Document Type: Original Article
Epidemiology and Biostatistics Department, Health School; and Infectious Diseases and Tropical Medicine Research Center, Isfahan University of Medical Sciences, Isfahan, Iran
HIV/STI Surveillance Research Center, and WHO Collaborating Center for HIV Surveillance, Institute for Futures Studies in Health, Kerman University of Medical Sciences, Kerman, Iran
Modeling in Health Research Center, Institute for Futures Studies in Health, Kerman University of Medical Sciences, Kerman, Iran
School of Population and Public Health, Faculty of Medicine, University of British Columbia, Vancouver, BC, Canada
Reliable population-based data on sexually transmitted infections (STI) are limited in Iran and selfreporting remains the main source of indirect estimation of STI-associated symptoms in the country. However, where and how the questions are asked could influence the rate of self-reporting. In the present study, we aimed to assess what questionnaire delivery method (ie, face-to-face interview [FTFI], self-administered questionnaire [SAQ], or audio self-administered questionnaire [Audio-SAQ]) and setting (ie, street, household or hair salon) leads to more reliable estimates for the prevalence of self-reported STI-associated symptoms.

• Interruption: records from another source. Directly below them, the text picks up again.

use serde::Serialize;
use tracing::debug;

/// A rectangular table recovered from markdown-style pipe text.
#[derive(Debug, Clone, Default, PartialEq, Eq, Serialize)]
pub struct ParsedTable {
    /// Column names from the first non-separator pipe row, trimmed.
    /// Duplicate names carry a positional suffix, e.g. `"עלות (2)"`.
    pub headers: Vec<String>,
    /// Data rows, each exactly `headers.len()` cells, trimmed.
    pub rows: Vec<Vec<String>>,
}

/// Borrowed view of one row as a header → cell mapping.
#[derive(Debug, Clone, Copy)]
pub struct ParsedRow<'a> {
    headers: &'a [String],
    cells: &'a [String],
}

impl<'a> ParsedRow<'a> {
    /// Cell value under `header`, or `None` if the table has no such column.
    pub fn get(&self, header: &str) -> Option<&'a str> {
        self.headers
            .iter()
            .position(|h| h == header)
            .map(|i| self.cells[i].as_str())
    }

    pub fn cells(&self) -> impl Iterator<Item = (&'a str, &'a str)> {
        self.headers
            .iter()
            .zip(self.cells.iter())
            .map(|(h, c)| (h.as_str(), c.as_str()))
    }
}

impl ParsedTable {
    pub fn is_empty(&self) -> bool {
        self.rows.is_empty()
    }

    pub fn column_index(&self, header: &str) -> Option<usize> {
        self.headers.iter().position(|h| h == header)
    }

    pub fn row(&self, index: usize) -> Option<ParsedRow<'_>> {
        self.rows.get(index).map(|cells| ParsedRow {
            headers: &self.headers,
            cells,
        })
    }

    pub fn iter_rows(&self) -> impl Iterator<Item = ParsedRow<'_>> {
        self.rows.iter().map(|cells| ParsedRow {
            headers: &self.headers,
            cells,
        })
    }

    /// Serialize back to a markdown pipe table.
    ///
    /// `parse_table(t.to_markdown())` reproduces `t` as long as cells contain
    /// no `|` or newline (both would have been split apart on the way in).
    pub fn to_markdown(&self) -> String {
        if self.headers.is_empty() {
            return String::new();
        }
        let mut out = String::new();
        push_row(&mut out, &self.headers);
        out.push('|');
        for _ in &self.headers {
            out.push_str("---|");
        }
        out.push('\n');
        for row in &self.rows {
            push_row(&mut out, row);
        }
        out
    }
}

fn push_row(out: &mut String, cells: &[String]) {
    out.push('|');
    for cell in cells {
        out.push(' ');
        out.push_str(cell);
        out.push_str(" |");
    }
    out.push('\n');
}

/// Extract the first pipe table found in `raw`.
///
/// The input is LLM output: prose lines, separator lines and ragged rows may
/// all be present. Anything unusable is dropped silently; the worst case is an
/// empty table, never an error.
pub fn parse_table(raw: &str) -> ParsedTable {
    let mut dropped_prose = 0usize;
    let mut separators = 0usize;
    let mut table_lines: Vec<&str> = Vec::new();

    for line in raw.lines() {
        if !line.contains('|') {
            dropped_prose += 1;
            continue;
        }
        if is_separator_line(line) {
            separators += 1;
            continue;
        }
        table_lines.push(line);
    }

    let mut lines = table_lines.into_iter();
    let headers = match lines.next() {
        Some(line) => dedup_headers(split_row(line)),
        None => {
            debug!(dropped_prose, "no pipe rows in input");
            return ParsedTable::default();
        }
    };
    if headers.is_empty() {
        // Header line held nothing but pipes; there is no column set to map to.
        return ParsedTable::default();
    }

    let mut rows: Vec<Vec<String>> = Vec::new();
    for line in lines {
        let mut cells = split_row(line);
        // Pad at the end / truncate so cells never misalign with headers.
        cells.resize(headers.len(), String::new());
        rows.push(cells);
    }

    // Some responses echo the header row again as the first data row.
    if let Some(first) = rows.first() {
        if !headers[0].is_empty() && first[0].contains(headers[0].as_str()) {
            rows.remove(0);
        }
    }

    debug!(
        dropped_prose,
        separators,
        rows = rows.len(),
        "extracted pipe table"
    );

    ParsedTable { headers, rows }
}

/// `|---|:---:|` style rows: only `-`, `:`, `|` and whitespace.
fn is_separator_line(line: &str) -> bool {
    let mut saw_dash = false;
    for c in line.chars() {
        match c {
            '|' => {}
            '-' | ':' => saw_dash = true,
            c if c.is_whitespace() => {}
            _ => return false,
        }
    }
    saw_dash
}

/// Split on `|`, trim each field, and drop the empty leading/trailing fields
/// produced by outer pipes. Interior empty cells are kept.
fn split_row(line: &str) -> Vec<String> {
    let mut fields: Vec<&str> = line.split('|').map(str::trim).collect();
    if fields.first() == Some(&"") {
        fields.remove(0);
    }
    if fields.last() == Some(&"") {
        fields.pop();
    }
    fields.into_iter().map(str::to_string).collect()
}

/// Later occurrences of a repeated header get a positional suffix so no
/// column silently shadows another.
fn dedup_headers(fields: Vec<String>) -> Vec<String> {
    let mut out: Vec<String> = Vec::with_capacity(fields.len());
    for name in fields {
        if !out.contains(&name) {
            out.push(name);
            continue;
        }
        let mut n = 2;
        loop {
            let candidate = format!("{} ({})", name, n);
            if !out.contains(&candidate) {
                out.push(candidate);
                break;
            }
            n += 1;
        }
    }
    out
}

This cross-sectional study was conducted in winter 2014 on a gender-balanced (50.0% men) sample of 288 individuals aged 18–59 years old in Kerman, Iran. Respondents were recruited in (a) crowded public places and streets, (b) their households, and (c) hair salons. Data was collected on history of current and 6-month (ie, past 6 months) STI-associated symptoms. Three different methods including FTFI, SAQ and or Audio-SAQ were applied randomly in households and non randomly in streets and hair salons to collect data among the respondents. Generalized estimating equation (GEE) was used to compare the settings and methods separately.
A total of 2.8% of men and 9.4% of women self-reported at least one STI-associated symptom. Respondents were significantly more likely to report STI-associated symptoms when completing questionnaires on the street compared to their household (P = .0001). While women were less likely to report symptoms in FTFI compared to SAQ (P = .036), no significant differences were found between men’s responses across different methods (P = .064).
Further research is needed to evaluate the effect of different combinations of methods and settings to find the optimal way to collect data on STI-associated symptoms.